(ATF) – The People’s Bank of China (PBOC) is to cut the reserve requirement ratio (RRR) for small and medium-sized banks by 100 basis points in its latest effort to bolster the real economy amid the coronavirus outbreak.
The RRR cuts will be implemented in two phases, with the first round of 50 basis-points expected on April 15. The balance will be implemented in a second phase from May 15, the central bank said in an online statement over the weekend.
The reduction in the cash that lenders must hold as reserves is expected to unleash around 400 billion yuan ($56.3bn) of long-term capital into the market, the statement said.
The cuts are expected to inject liquidity into around 4,000 lenders including rural cooperatives, rural commercial banks and city commercial banks operating only within provincial administrative areas, adding sources of stable financing for the country’s small and medium-sized enterprises (SMEs).
After the cuts, the RRR for the country’s small- and medium-sized lenders will be slashed to 6%, a relatively low level compared with the ratio in other developing countries and past rates in China, the PBOC noted.
Policymakers will also cut the interest rate on excess reserves for financial institutions from 0.72% to 0.35% starting from April 7, the first such rate cut since 2008.
The move will push banks to enhance their capital use efficiency and help them better serve the real economy, especially SMEs, the PBOC said.
The central bank forecasts the Chinese economy will “demonstrate strong resilience against the global economic shock “triggered by the pandemic, and its financial system is “sturdy enough to fend off risks that emerge”, vice-governor Liu Guoqiang said at a press conference over the weekend.
The widespread outbreak will deliver a huge blow to the world economy and thus a short-term shock to China, he added.
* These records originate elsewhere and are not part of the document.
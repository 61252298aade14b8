//! Backup, patch, repack and swap a container as one recoverable operation.
//!
//! A [`Transaction`] walks an explicit state machine:
//!
//! ```text
//! Idle -> BackedUp -> Extracted -> Patched -> Repacked -> Swapped -> Verified
//!                         |                                            ^
//!                         +---- (entry missing / nothing to replace) --+
//! ```
//!
//! Any error between `BackedUp` and `Swapped` moves it to the absorbing
//! [`TransactionState::Failed`] state. The failure handler copies the backup over
//! the original whenever the original is missing or no longer matches the
//! backup, and the report carries a replaced count of zero. The backup file is
//! never deleted.
//!
//! Only a failure to create the backup is returned as an `Err` from
//! [`Transaction::run`]; without a backup there is nothing to roll back to, so
//! the container is left alone.

use crate::archive::{self, ContainerCodec, ZipCodec};
use crate::error::{Error, Result};
use crate::patcher::{self, Patch};
use crate::DEFAULT_TARGET_ENTRY;
use camino::{Utf8Path, Utf8PathBuf};
use serde::Serialize;
use std::fs;
use std::io;
use std::sync::Arc;
use tracing::{debug, error, info, warn};

/// Suffix appended to the container path to form the backup path.
pub const BACKUP_SUFFIX: &str = ".backup";

/// `<container>.backup`
pub fn backup_path_for(container: &Utf8Path) -> Utf8PathBuf {
    Utf8PathBuf::from(format!("{container}{BACKUP_SUFFIX}"))
}

/// What to replace and where.
#[derive(Debug, Clone, PartialEq, Eq)]
pub struct SanitizeOptions {
    pub patch: Patch,
    /// Archive path of the blob to patch.
    pub target_entry: String,
}
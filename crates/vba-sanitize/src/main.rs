use clap::builder::{styling::AnsiColor, Styles};
use clap::ColorChoice;
use clap::{CommandFactory, FromArgMatches, Parser, Subcommand};
use commands::{
    info_container, patch_containers, verify_containers, InfoContainerArgs, PatchContainersArgs,
    VerifyContainersArgs,
};
use miette::Result;
use tracing_subscriber::{layer::SubscriberExt, util::SubscriberInitExt, EnvFilter};
use utils::job::{PatternOpts, ReplaceOpts};
use vba_sanitize_core::TextEncoding;

mod commands;
mod errors;
mod utils;

#[derive(Parser, Debug)]
#[command(version, about, long_about = None)]
struct Args {
    /// Log every step of the transaction to stderr
    #[arg(short, long, global = true)]
    verbose: bool,

    #[command(subcommand)]
    command: Commands,
}

#[derive(Subcommand, Debug)]
pub enum Commands {
    /// Replace a byte pattern inside the macro project of one or more containers
    Patch {
        /// The containers to patch (.xlsm, .docm, .pptm, ...)
        #[arg(required = true)]
        files: Vec<String>,

        #[command(flatten)]
        pattern: PatternOpts,

        #[command(flatten)]
        replace: ReplaceOpts,

        /// Deflate level used when repacking (0-9)
        #[arg(long)]
        compression_level: Option<i64>,

        /// Directory to extract containers into (defaults to the system temp dir)
        #[arg(long)]
        staging_dir: Option<String>,

        /// Exit with an error unless every file ends up clean
        #[arg(long)]
        strict: bool,

        /// Print the reports as JSON
        #[arg(long)]
        json: bool,
    },
    /// Count remaining occurrences of a byte pattern without modifying anything
    Verify {
        /// The containers to check
        #[arg(required = true)]
        files: Vec<String>,

        #[command(flatten)]
        pattern: PatternOpts,

        /// Exit with an error unless every file is clean
        #[arg(long)]
        strict: bool,

        /// Print the results as JSON
        #[arg(long)]
        json: bool,
    },
    /// List the entries of a container and count a pattern in its macro project
    Info {
        /// The container to inspect
        file: String,

        #[command(flatten)]
        pattern: PatternOpts,

        /// Print the listing as JSON
        #[arg(long)]
        json: bool,
    },
    /// Manage the defaults stored in config.toml
    Config {
        #[command(subcommand)]
        action: Option<ConfigAction>,
    },
}

#[derive(Subcommand, Debug)]
pub enum ConfigAction {
    /// Show the current configuration
    Show,
    /// Set the archive path patched when no --entry is given
    SetEntry {
        /// Archive path of the macro project, e.g. word/vbaProject.bin
        entry: String,
    },
    /// Set the encoding used for textual patterns
    SetEncoding {
        /// utf-8 or latin-1
        encoding: TextEncoding,
    },
    /// Set the deflate level used when repacking
    SetCompressionLevel {
        /// 0 (store fastest) to 9 (smallest)
        level: i64,
    },
    /// Reset the configuration to defaults
    Reset,
}

fn parse_args() -> Args {
    // Configure colored/styled help output
    let styles = Styles::styled()
        .header(AnsiColor::Yellow.on_default().bold())
        .usage(AnsiColor::Green.on_default().bold())
        .literal(AnsiColor::Cyan.on_default())
        .placeholder(AnsiColor::Blue.on_default());

    let matches = Args::command()
        .styles(styles)
        .color(ColorChoice::Auto)
        .get_matches();

    Args::from_arg_matches(&matches).unwrap_or_else(|e| e.exit())
}

fn init_logging(verbose: bool) {
    let default_filter = if verbose {
        "vba_sanitize=debug,vba_sanitize_core=debug"
    } else {
        "warn"
    };

    tracing_subscriber::registry()
        .with(
            EnvFilter::try_from_default_env().unwrap_or_else(|_| EnvFilter::new(default_filter)),
        )
        .with(tracing_subscriber::fmt::layer().with_writer(std::io::stderr))
        .init();
}

fn main() -> Result<()> {
    let args = parse_args();
    init_logging(args.verbose);

    match args.command {
        Commands::Patch {
            files,
            pattern,
            replace,
            compression_level,
            staging_dir,
            strict,
            json,
        } => patch_containers(PatchContainersArgs {
            files,
            pattern,
            replace,
            compression_level,
            staging_dir,
            strict,
            json,
        }),
        Commands::Verify {
            files,
            pattern,
            strict,
            json,
        } => verify_containers(VerifyContainersArgs {
            files,
            pattern,
            strict,
            json,
        }),
        Commands::Info {
            file,
            pattern,
            json,
        } => info_container(InfoContainerArgs {
            file,
            pattern,
            json,
        }),
        Commands::Config { action } => match action {
            None | Some(ConfigAction::Show) => commands::show_config(),
            Some(ConfigAction::SetEntry { entry }) => commands::set_default_entry(entry),
            Some(ConfigAction::SetEncoding { encoding }) => {
                commands::set_default_encoding(encoding)
            }
            Some(ConfigAction::SetCompressionLevel { level }) => {
                commands::set_compression_level(level)
            }
            Some(ConfigAction::Reset) => commands::reset_config(),
        },
    }
}

#[cfg(test)]
mod tests {
    use super::*;

    #[test]
    fn cli_definition_is_consistent() {
        Args::command().debug_assert();
    }

    #[test]
    fn parses_patch_with_hex_patterns() {
        let args = Args::try_parse_from([
            "vba-sanitize",
            "patch",
            "a.xlsm",
            "b.xlsm",
            "--search-hex",
            "51424953",
            "--replace",
            "ERPSystem",
            "--strict",
        ])
        .unwrap();

        match args.command {
            Commands::Patch {
                files,
                pattern,
                replace,
                strict,
                json,
                ..
            } => {
                assert_eq!(files, ["a.xlsm", "b.xlsm"]);
                assert_eq!(pattern.search_hex.as_deref(), Some("51424953"));
                assert_eq!(replace.replace.as_deref(), Some("ERPSystem"));
                assert!(strict);
                assert!(!json);
            }
            other => panic!("unexpected command {:?}", other),
        }
    }

    #[test]
    fn text_and_hex_search_conflict() {
        let result = Args::try_parse_from([
            "vba-sanitize",
            "verify",
            "a.xlsm",
            "--search",
            "QBIS",
            "--search-hex",
            "51",
        ]);
        assert!(result.is_err());
    }

    #[test]
    fn parses_encoding_values() {
        let args = Args::try_parse_from([
            "vba-sanitize",
            "info",
            "a.xlsm",
            "--encoding",
            "latin-1",
        ])
        .unwrap();

        match args.command {
            Commands::Info { pattern, .. } => {
                assert_eq!(pattern.encoding, Some(TextEncoding::Latin1))
            }
            other => panic!("unexpected command {:?}", other),
        }

        assert!(Args::try_parse_from([
            "vba-sanitize",
            "config",
            "set-encoding",
            "ebcdic"
        ])
        .is_err());
    }
}
//! ZIP container extraction and repacking.
//!
//! A container is unpacked into a [`StagingArea`] (a uniquely named temporary
//! directory that is removed when dropped), edited on disk, and serialized back
//! into a new archive with [`repack`]. The new archive is always written to a
//! temporary file next to its final destination so the caller can swap it into
//! place with a single rename.
//!
//! [`ContainerCodec`] is the seam the transaction uses to reach this module;
//! [`ZipCodec`] is the production implementation.

use crate::error::{Error, Result};
use camino::{Utf8Component, Utf8Path, Utf8PathBuf};
use serde::Serialize;
use std::fs::{self, File};
use std::io::{self, BufReader, BufWriter, Read};
use tempfile::{TempDir, TempPath};
use tracing::debug;
use walkdir::WalkDir;
use zip::result::ZipError;
use zip::write::SimpleFileOptions;
use zip::{CompressionMethod, DateTime, ZipArchive, ZipWriter};

const STAGING_PREFIX: &str = "vba-sanitize-";

/// Temporary on-disk copy of a container's entries.
///
/// The directory is owned exclusively by this value and deleted when it is
/// dropped, so every exit path of an operation releases it.
#[derive(Debug)]
pub struct StagingArea {
    dir: TempDir,
    root: Utf8PathBuf,
}

impl StagingArea {
    /// Create an empty staging directory, inside `parent` if given or the system
    /// temp directory otherwise.
    pub fn new_in(parent: Option<&Utf8Path>) -> Result<Self> {
        let mut builder = tempfile::Builder::new();
        builder.prefix(STAGING_PREFIX);
        let dir = match parent {
            Some(parent) => builder.tempdir_in(parent)?,
            None => builder.tempdir()?,
        };
        let root =
            Utf8PathBuf::from_path_buf(dir.path().to_path_buf()).map_err(Error::NonUtf8Path)?;

        Ok(Self { dir, root })
    }

    /// Absolute path of the staging directory.
    pub fn root(&self) -> &Utf8Path {
        &self.root
    }

    /// Resolve an archive-style relative path (`xl/vbaProject.bin`) inside the
    /// staging directory.
    ///
    /// Fails with [`Error::UnsafeEntryPath`] if the path is absolute, empty or
    /// climbs out of the staging root.
    pub fn entry_path(&self, relative_path: &str) -> Result<Utf8PathBuf> {
        let relative = enclosed_relative_path(relative_path)
            .ok_or_else(|| Error::UnsafeEntryPath(relative_path.to_string()))?;
        Ok(self.root.join(relative))
    }

    /// Delete the staging directory now and surface any error instead of
    /// ignoring it on drop.
    pub fn close(self) -> Result<()> {
        self.dir.close()?;
        Ok(())
    }
}

/// Name and sizes of one entry, as stored in the central directory.
#[derive(Debug, Clone, PartialEq, Eq, Serialize)]
#[serde(rename_all = "camelCase")]
pub struct EntrySummary {
    pub name: String,
    pub size: u64,
    pub compressed_size: u64,
    pub is_dir: bool,
}

/// How the transaction extracts and repacks containers.
pub trait ContainerCodec {
    /// Unpack every entry of `container` into a fresh [`StagingArea`].
    fn extract(&self, container: &Utf8Path) -> Result<StagingArea>;

    /// Serialize `staging` into a new container written next to `destination`.
    ///
    /// The returned [`TempPath`] deletes the file when dropped unless it is
    /// persisted.
    fn repack(&self, staging: &StagingArea, destination: &Utf8Path) -> Result<TempPath>;
}

/// Deflate-based ZIP codec.
#[derive(Debug, Clone, Default)]
pub struct ZipCodec {
    /// Deflate level; `None` uses the library default.
    pub compression_level: Option<i64>,
    /// Parent directory for staging areas; `None` uses the system temp dir.
    pub staging_root: Option<Utf8PathBuf>,
}

impl ZipCodec {
    pub fn new() -> Self {
        Self::default()
    }

    pub fn with_compression_level(mut self, level: Option<i64>) -> Self {
        self.compression_level = level;
        self
    }

    pub fn with_staging_root(mut self, staging_root: Option<Utf8PathBuf>) -> Self {
        self.staging_root = staging_root;
        self
    }
}

impl ContainerCodec for ZipCodec {
    fn extract(&self, container: &Utf8Path) -> Result<StagingArea> {
        extract(container, self.staging_root.as_deref())
    }

    fn repack(&self, staging: &StagingArea, destination: &Utf8Path) -> Result<TempPath> {
        repack(staging, destination, self.compression_level)
    }
}

fn open_archive(container: &Utf8Path) -> Result<ZipArchive<BufReader<File>>> {
    let file = File::open(container)?;
    ZipArchive::new(BufReader::new(file)).map_err(|err| match err {
        ZipError::Io(io_err) => Error::Io(io_err),
        other => Error::ArchiveFormat(other),
    })
}

/// Extract every entry of `container` into a new staging directory.
pub fn extract(container: &Utf8Path, staging_root: Option<&Utf8Path>) -> Result<StagingArea> {
    let mut archive = open_archive(container)?;
    let staging = StagingArea::new_in(staging_root)?;

    for i in 0..archive.len() {
        let mut entry = archive.by_index(i).map_err(Error::ArchiveFormat)?;
        let Some(relative) = entry.enclosed_name() else {
            return Err(Error::UnsafeEntryPath(entry.name().to_string()));
        };
        let output_path = staging.root().as_std_path().join(relative);

        if entry.is_dir() {
            fs::create_dir_all(&output_path)?;
            continue;
        }

        if let Some(parent) = output_path.parent() {
            fs::create_dir_all(parent)?;
        }
        let mut outfile = File::create(&output_path)?;
        let written = io::copy(&mut entry, &mut outfile)?;
        debug!(entry = entry.name(), bytes = written, "extracted entry");
    }

    debug!(
        container = %container,
        staging = %staging.root(),
        entries = archive.len(),
        "extracted container"
    );
    Ok(staging)
}

/// Write every regular file under `staging` into a new deflate-compressed ZIP.
///
/// Entries are written in byte-wise lexicographic order of their `/`-separated
/// relative path with a fixed timestamp, so the same staging tree always
/// produces the same archive. The archive lands in a temporary file in
/// `destination`'s directory; `destination` itself is never touched.
pub fn repack(
    staging: &StagingArea,
    destination: &Utf8Path,
    compression_level: Option<i64>,
) -> Result<TempPath> {
    let files = collect_staged_files(staging.root())?;

    let parent = match destination.parent() {
        Some(parent) if !parent.as_str().is_empty() => parent,
        _ => Utf8Path::new("."),
    };
    let file_name = destination.file_name().unwrap_or("container");
    let (file, temp_path) = tempfile::Builder::new()
        .prefix(&format!(".{file_name}."))
        .suffix(".tmp")
        .tempfile_in(parent)?
        .into_parts();

    let mut zip = ZipWriter::new(BufWriter::new(file));
    let options = SimpleFileOptions::default()
        .compression_method(CompressionMethod::Deflated)
        .compression_level(compression_level)
        .last_modified_time(DateTime::default())
        .unix_permissions(0o644);

    for (name, path) in &files {
        zip.start_file(name.as_str(), options).map_err(Error::Zip)?;
        let mut source = File::open(path)?;
        io::copy(&mut source, &mut zip)?;
    }

    let writer = zip.finish().map_err(Error::Zip)?;
    let file = writer.into_inner().map_err(|err| err.into_error())?;
    file.sync_all()?;

    debug!(
        destination = %destination,
        output = %temp_path.display(),
        entries = files.len(),
        "repacked container"
    );
    Ok(temp_path)
}

/// Read a single entry straight from a container, without staging.
///
/// Returns `Ok(None)` if the archive has no entry with that name.
pub fn read_entry(container: &Utf8Path, entry_name: &str) -> Result<Option<Vec<u8>>> {
    let mut archive = open_archive(container)?;
    let mut entry = match archive.by_name(entry_name) {
        Ok(entry) => entry,
        Err(ZipError::FileNotFound) => return Ok(None),
        Err(err) => return Err(Error::ArchiveFormat(err)),
    };

    let mut buffer = Vec::with_capacity(entry.size() as usize);
    entry.read_to_end(&mut buffer)?;
    Ok(Some(buffer))
}

/// List the entries of a container in central directory order.
pub fn list_entries(container: &Utf8Path) -> Result<Vec<EntrySummary>> {
    let mut archive = open_archive(container)?;
    let mut entries = Vec::with_capacity(archive.len());

    for i in 0..archive.len() {
        let entry = archive.by_index_raw(i).map_err(Error::ArchiveFormat)?;
        entries.push(EntrySummary {
            name: entry.name().to_string(),
            size: entry.size(),
            compressed_size: entry.compressed_size(),
            is_dir: entry.is_dir(),
        });
    }

    Ok(entries)
}

/// Collect `(entry_name, absolute_path)` for every regular file, sorted by name.
fn collect_staged_files(root: &Utf8Path) -> Result<Vec<(String, Utf8PathBuf)>> {
    let mut files = Vec::new();

    for entry in WalkDir::new(root.as_std_path()) {
        let entry = entry?;
        if !entry.file_type().is_file() {
            continue;
        }

        let path = Utf8PathBuf::from_path_buf(entry.into_path()).map_err(Error::NonUtf8Path)?;
        let Ok(relative) = path.strip_prefix(root) else {
            continue;
        };
        let name = relative
            .components()
            .map(|c| c.as_str())
            .collect::<Vec<_>>()
            .join("/");
        files.push((name, path));
    }

    files.sort_by(|a, b| a.0.cmp(&b.0));
    Ok(files)
}

/// Normalize an archive-style path, rejecting anything that is not a plain
/// sequence of normal components.
fn enclosed_relative_path(name: &str) -> Option<Utf8PathBuf> {
    let normalized = name.replace('\\', "/");
    let mut relative = Utf8PathBuf::new();

    for component in Utf8Path::new(&normalized).components() {
        match component {
            Utf8Component::Normal(part) => relative.push(part),
            Utf8Component::CurDir => {}
            _ => return None,
        }
    }

    if relative.as_str().is_empty() {
        None
    } else {
        Some(relative)
    }
}
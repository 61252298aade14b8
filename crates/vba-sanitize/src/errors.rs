use camino::Utf8PathBuf;
use miette::{Diagnostic, SourceSpan};
use thiserror::Error;

#[derive(Error, Debug, Diagnostic)]
pub enum CliError {
    #[error("No search pattern given")]
    #[diagnostic(
        code(args::missing_search),
        help("Pass --search <TEXT> or --search-hex <HEX>, or set `search` in sanitize.config.toml")
    )]
    MissingSearch,

    #[error("No replacement given")]
    #[diagnostic(
        code(args::missing_replacement),
        help("Pass --replace <TEXT> or --replace-hex <HEX> (use --replace \"\" to delete matches), or set `replace` in sanitize.config.toml")
    )]
    MissingReplacement,

    #[error("Invalid hex pattern: {value}")]
    #[diagnostic(
        code(args::invalid_hex),
        help("Hex patterns are pairs of hex digits, optionally separated by spaces (e.g. \"51 42 49 53\")")
    )]
    InvalidHex {
        value: String,
        #[source]
        source: hex::FromHexError,
    },

    #[error("Invalid argument: {message}")]
    #[diagnostic(code(args::invalid_argument))]
    InvalidArgument { message: String },

    #[error("File not found: {path}")]
    #[diagnostic(
        code(file::not_found),
        help("Make sure the file exists and the path is correct")
    )]
    FileNotFound { path: Utf8PathBuf },

    #[error("Configuration file error")]
    #[diagnostic(
        code(config::parse_error),
        help("Check your sanitize.config.json or sanitize.config.toml file for syntax errors")
    )]
    ConfigParseError {
        #[source]
        source: Box<dyn std::error::Error + Send + Sync>,
        #[label("error occurred here")]
        span: Option<SourceSpan>,
    },

    #[error("Failed to create backup: {path}")]
    #[diagnostic(
        code(patch::backup_failed),
        help("Check file permissions and available disk space next to the container; nothing was modified")
    )]
    BackupFailed {
        path: Utf8PathBuf,
        #[source]
        source: std::io::Error,
    },

    #[error("Failed to restore {path} from its backup: {reason}")]
    #[diagnostic(
        code(patch::restore_failed),
        help("Copy the .backup file over the original by hand before opening it")
    )]
    RestoreFailed { path: Utf8PathBuf, reason: String },

    #[error("{failed} of {total} file(s) did not pass verification")]
    #[diagnostic(
        code(verify::remaining),
        help("Occurrences remain, the macro project is missing, or the file could not be read back. Run without --strict to see the details only")
    )]
    VerificationFailed { failed: usize, total: usize },

    #[error("IO operation failed")]
    #[diagnostic(code(io::operation_failed))]
    IoError {
        #[from]
        source: std::io::Error,
    },

    #[error(transparent)]
    #[diagnostic(code(core::error))]
    Core(vba_sanitize_core::Error),
}

impl CliError {
    pub fn invalid_hex(value: String, source: hex::FromHexError) -> Self {
        Self::InvalidHex { value, source }
    }

    pub fn file_not_found(path: Utf8PathBuf) -> Self {
        Self::FileNotFound { path }
    }

    pub fn config_parse_error(
        source: Box<dyn std::error::Error + Send + Sync>,
        span: Option<SourceSpan>,
    ) -> Self {
        Self::ConfigParseError { source, span }
    }

    pub fn restore_failed(path: Utf8PathBuf, reason: String) -> Self {
        Self::RestoreFailed { path, reason }
    }

    pub fn verification_failed(failed: usize, total: usize) -> Self {
        Self::VerificationFailed { failed, total }
    }
}

impl From<vba_sanitize_core::Error> for CliError {
    fn from(err: vba_sanitize_core::Error) -> Self {
        match err {
            vba_sanitize_core::Error::InvalidArgument(message) => Self::InvalidArgument { message },
            vba_sanitize_core::Error::Backup { path, source } => Self::BackupFailed { path, source },
            vba_sanitize_core::Error::Io(source) => Self::IoError { source },
            other => Self::Core(other),
        }
    }
}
Though it remains uncertain how severe the damage will be globally, pressures are being felt in areas such as industrial supply chains, trade and market expectations, he said.
Liu said compared with pre-outbreak levels, China’s first-quarter data would certainly look less than stellar, but he is confident that there will be a marked improvement in the March performance compared with February.
The vice governor said it is inevitable that risks will arise, but China’s overall banking system is capable of absorbing losses and warding off the risks.
As of the end of 2019, the non-performing loan ratio at Chinese commercial banks stood at 1.86%, below the regulatory ceiling of 5%. Meanwhile, the provision coverage ratio, a measure of funds set aside to cover bad loans, was 186.08%, according to Liu.